— PROBLEM TO SOLVE —
Below are some records; output all of them exactly as they read.

- Opening Delimiter -

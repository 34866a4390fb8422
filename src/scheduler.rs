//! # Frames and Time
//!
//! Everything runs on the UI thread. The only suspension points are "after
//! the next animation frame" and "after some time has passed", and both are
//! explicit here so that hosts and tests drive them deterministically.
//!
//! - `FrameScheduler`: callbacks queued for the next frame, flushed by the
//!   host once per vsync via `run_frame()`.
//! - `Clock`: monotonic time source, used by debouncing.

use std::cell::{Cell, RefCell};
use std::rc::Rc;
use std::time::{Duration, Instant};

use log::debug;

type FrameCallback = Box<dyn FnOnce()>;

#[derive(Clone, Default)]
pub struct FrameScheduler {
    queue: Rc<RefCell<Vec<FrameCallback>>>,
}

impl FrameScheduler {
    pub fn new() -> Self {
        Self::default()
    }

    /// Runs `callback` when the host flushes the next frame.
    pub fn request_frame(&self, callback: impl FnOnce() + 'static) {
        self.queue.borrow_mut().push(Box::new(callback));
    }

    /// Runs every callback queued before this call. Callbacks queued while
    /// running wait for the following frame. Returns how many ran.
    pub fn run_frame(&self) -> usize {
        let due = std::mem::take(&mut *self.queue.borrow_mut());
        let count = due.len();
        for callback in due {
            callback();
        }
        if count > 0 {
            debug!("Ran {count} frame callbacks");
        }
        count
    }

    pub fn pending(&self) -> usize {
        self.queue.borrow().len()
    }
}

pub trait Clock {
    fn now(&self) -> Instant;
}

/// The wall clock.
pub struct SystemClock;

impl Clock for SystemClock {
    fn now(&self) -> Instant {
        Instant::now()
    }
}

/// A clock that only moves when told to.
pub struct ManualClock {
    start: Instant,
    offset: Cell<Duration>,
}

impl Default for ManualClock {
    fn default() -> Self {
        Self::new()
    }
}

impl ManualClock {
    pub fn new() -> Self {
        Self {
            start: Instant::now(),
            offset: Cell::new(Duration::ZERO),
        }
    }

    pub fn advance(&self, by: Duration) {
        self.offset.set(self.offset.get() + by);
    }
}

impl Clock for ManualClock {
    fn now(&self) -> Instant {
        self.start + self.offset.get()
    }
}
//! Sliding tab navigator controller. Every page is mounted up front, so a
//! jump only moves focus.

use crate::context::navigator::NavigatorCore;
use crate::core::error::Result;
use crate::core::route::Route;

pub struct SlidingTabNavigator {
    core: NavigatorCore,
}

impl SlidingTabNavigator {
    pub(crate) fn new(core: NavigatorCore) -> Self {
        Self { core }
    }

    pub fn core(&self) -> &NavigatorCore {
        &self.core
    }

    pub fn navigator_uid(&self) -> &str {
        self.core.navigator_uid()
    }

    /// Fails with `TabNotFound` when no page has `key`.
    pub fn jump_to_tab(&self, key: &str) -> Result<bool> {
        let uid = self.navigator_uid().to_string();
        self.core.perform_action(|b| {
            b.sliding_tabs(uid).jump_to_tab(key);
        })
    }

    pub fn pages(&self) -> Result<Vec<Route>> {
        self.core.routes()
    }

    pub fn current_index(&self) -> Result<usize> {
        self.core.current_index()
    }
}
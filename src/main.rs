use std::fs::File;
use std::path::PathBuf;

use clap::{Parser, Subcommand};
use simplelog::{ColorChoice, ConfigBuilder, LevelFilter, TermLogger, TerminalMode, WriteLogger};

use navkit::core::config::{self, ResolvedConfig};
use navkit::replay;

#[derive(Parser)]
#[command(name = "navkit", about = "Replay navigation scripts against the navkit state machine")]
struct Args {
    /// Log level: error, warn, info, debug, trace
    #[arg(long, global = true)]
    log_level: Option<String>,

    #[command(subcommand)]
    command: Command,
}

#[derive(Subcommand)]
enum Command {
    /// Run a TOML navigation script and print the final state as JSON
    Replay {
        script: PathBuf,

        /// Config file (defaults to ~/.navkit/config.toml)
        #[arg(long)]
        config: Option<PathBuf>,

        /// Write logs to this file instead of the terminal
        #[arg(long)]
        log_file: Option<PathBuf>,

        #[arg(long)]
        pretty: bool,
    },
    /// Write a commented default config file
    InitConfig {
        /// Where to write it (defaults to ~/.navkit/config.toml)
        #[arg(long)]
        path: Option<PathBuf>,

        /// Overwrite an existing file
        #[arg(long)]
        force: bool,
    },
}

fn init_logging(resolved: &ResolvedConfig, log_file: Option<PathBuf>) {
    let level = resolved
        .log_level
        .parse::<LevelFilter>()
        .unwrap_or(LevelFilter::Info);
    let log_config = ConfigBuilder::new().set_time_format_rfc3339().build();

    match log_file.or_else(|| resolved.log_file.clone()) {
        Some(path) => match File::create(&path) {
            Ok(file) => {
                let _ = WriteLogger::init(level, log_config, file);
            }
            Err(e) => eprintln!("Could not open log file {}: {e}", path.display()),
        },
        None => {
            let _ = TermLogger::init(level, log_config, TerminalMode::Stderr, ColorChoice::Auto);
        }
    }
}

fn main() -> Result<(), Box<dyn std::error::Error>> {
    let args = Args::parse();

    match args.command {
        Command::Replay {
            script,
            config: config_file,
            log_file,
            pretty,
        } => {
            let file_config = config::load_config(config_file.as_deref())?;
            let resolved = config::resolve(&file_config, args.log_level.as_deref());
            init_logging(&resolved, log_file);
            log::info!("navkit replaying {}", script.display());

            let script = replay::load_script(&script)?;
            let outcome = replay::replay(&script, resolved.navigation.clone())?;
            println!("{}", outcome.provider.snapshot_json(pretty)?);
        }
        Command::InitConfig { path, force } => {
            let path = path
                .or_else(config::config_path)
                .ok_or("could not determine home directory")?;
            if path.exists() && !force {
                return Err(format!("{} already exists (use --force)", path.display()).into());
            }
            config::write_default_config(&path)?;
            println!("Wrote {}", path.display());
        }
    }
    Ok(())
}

- Closing Delimiter -

— EXPECTED ANSWER —
repository 34866a4390fb8422
filename src/scheduler.rs
//! # Frames and Time
//!
//! Everything runs on the UI thread. The only suspension points are "after
//! the next animation frame" and "after some time has passed", and both are
//! explicit here so that hosts and tests drive them deterministically.
//!
//! - `FrameScheduler`: callbacks queued for the next frame, flushed by the
//!   host once per vsync via `run_frame()`.
//! - `Clock`: monotonic time source, used by debouncing.

use std::cell::{Cell, RefCell};
use std::rc::Rc;
use std::time::{Duration, Instant};

use log::debug;

type FrameCallback = Box<dyn FnOnce()>;

#[derive(Clone, Default)]
pub struct FrameScheduler {
    queue: Rc<RefCell<Vec<FrameCallback>>>,
}

impl FrameScheduler {
    pub fn new() -> Self {
        Self::default()
    }

    /// Runs `callback` when the host flushes the next frame.
    pub fn request_frame(&self, callback: impl FnOnce() + 'static) {
        self.queue.borrow_mut().push(Box::new(callback));
    }

    /// Runs every callback queued before this call. Callbacks queued while
    /// running wait for the following frame. Returns how many ran.
    pub fn run_frame(&self) -> usize {
        let due = std::mem::take(&mut *self.queue.borrow_mut());
        let count = due.len();
        for callback in due {
            callback();
        }
        if count > 0 {
            debug!("Ran {count} frame callbacks");
        }
        count
    }

    pub fn pending(&self) -> usize {
        self.queue.borrow().len()
    }
}

pub trait Clock {
    fn now(&self) -> Instant;
}

/// The wall clock.
pub struct SystemClock;

impl Clock for SystemClock {
    fn now(&self) -> Instant {
        Instant::now()
    }
}

/// A clock that only moves when told to.
pub struct ManualClock {
    start: Instant,
    offset: Cell<Duration>,
}

impl Default for ManualClock {
    fn default() -> Self {
        Self::new()
    }
}

impl ManualClock {
    pub fn new() -> Self {
        Self {
            start: Instant::now(),
            offset: Cell::new(Duration::ZERO),
        }
    }

    pub fn advance(&self, by: Duration) {
        self.offset.set(self.offset.get() + by);
    }
}

impl Clock for ManualClock {
    fn now(&self) -> Instant {
        self.start + self.offset.get()
    }
}
//! Sliding tab navigator controller. Every page is mounted up front, so a
//! jump only moves focus.

use crate::context::navigator::NavigatorCore;
use crate::core::error::Result;
use crate::core::route::Route;

pub struct SlidingTabNavigator {
    core: NavigatorCore,
}

impl SlidingTabNavigator {
    pub(crate) fn new(core: NavigatorCore) -> Self {
        Self { core }
    }

    pub fn core(&self) -> &NavigatorCore {
        &self.core
    }

    pub fn navigator_uid(&self) -> &str {
        self.core.navigator_uid()
    }

    /// Fails with `TabNotFound` when no page has `key`.
    pub fn jump_to_tab(&self, key: &str) -> Result<bool> {
        let uid = self.navigator_uid().to_string();
        self.core.perform_action(|b| {
            b.sliding_tabs(uid).jump_to_tab(key);
        })
    }

    pub fn pages(&self) -> Result<Vec<Route>> {
        self.core.routes()
    }

    pub fn current_index(&self) -> Result<usize> {
        self.core.current_index()
    }
}
filename src/main.rs
use std::fs::File;
use std::path::PathBuf;

use clap::{Parser, Subcommand};
use simplelog::{ColorChoice, ConfigBuilder, LevelFilter, TermLogger, TerminalMode, WriteLogger};

use navkit::core::config::{self, ResolvedConfig};
use navkit::replay;

#[derive(Parser)]
#[command(name = "navkit", about = "Replay navigation scripts against the navkit state machine")]
struct Args {
    /// Log level: error, warn, info, debug, trace
    #[arg(long, global = true)]
    log_level: Option<String>,

    #[command(subcommand)]
    command: Command,
}

#[derive(Subcommand)]
enum Command {
    /// Run a TOML navigation script and print the final state as JSON
    Replay {
        script: PathBuf,

        /// Config file (defaults to ~/.navkit/config.toml)
        #[arg(long)]
        config: Option<PathBuf>,

        /// Write logs to this file instead of the terminal
        #[arg(long)]
        log_file: Option<PathBuf>,

        #[arg(long)]
        pretty: bool,
    },
    /// Write a commented default config file
    InitConfig {
        /// Where to write it (defaults to ~/.navkit/config.toml)
        #[arg(long)]
        path: Option<PathBuf>,

        /// Overwrite an existing file
        #[arg(long)]
        force: bool,
    },
}

fn init_logging(resolved: &ResolvedConfig, log_file: Option<PathBuf>) {
    let level = resolved
        .log_level
        .parse::<LevelFilter>()
        .unwrap_or(LevelFilter::Info);
    let log_config = ConfigBuilder::new().set_time_format_rfc3339().build();

    match log_file.or_else(|| resolved.log_file.clone()) {
        Some(path) => match File::create(&path) {
            Ok(file) => {
                let _ = WriteLogger::init(level, log_config, file);
            }
            Err(e) => eprintln!("Could not open log file {}: {e}", path.display()),
        },
        None => {
            let _ = TermLogger::init(level, log_config, TerminalMode::Stderr, ColorChoice::Auto);
        }
    }
}

fn main() -> Result<(), Box<dyn std::error::Error>> {
    let args = Args::parse();

    match args.command {
        Command::Replay {
            script,
            config: config_file,
            log_file,
            pretty,
        } => {
            let file_config = config::load_config(config_file.as_deref())?;
            let resolved = config::resolve(&file_config, args.log_level.as_deref());
            init_logging(&resolved, log_file);
            log::info!("navkit replaying {}", script.display());

            let script = replay::load_script(&script)?;
            let outcome = replay::replay(&script, resolved.navigation.clone())?;
            println!("{}", outcome.provider.snapshot_json(pretty)?);
        }
        Command::InitConfig { path, force } => {
            let path = path
                .or_else(config::config_path)
                .ok_or("could not determine home directory")?;
            if path.exists() && !force {
                return Err(format!("{} already exists (use --force)", path.display()).into());
            }
            config::write_default_config(&path)?;
            println!("Wrote {}", path.display());
        }
    }
    Ok(())
}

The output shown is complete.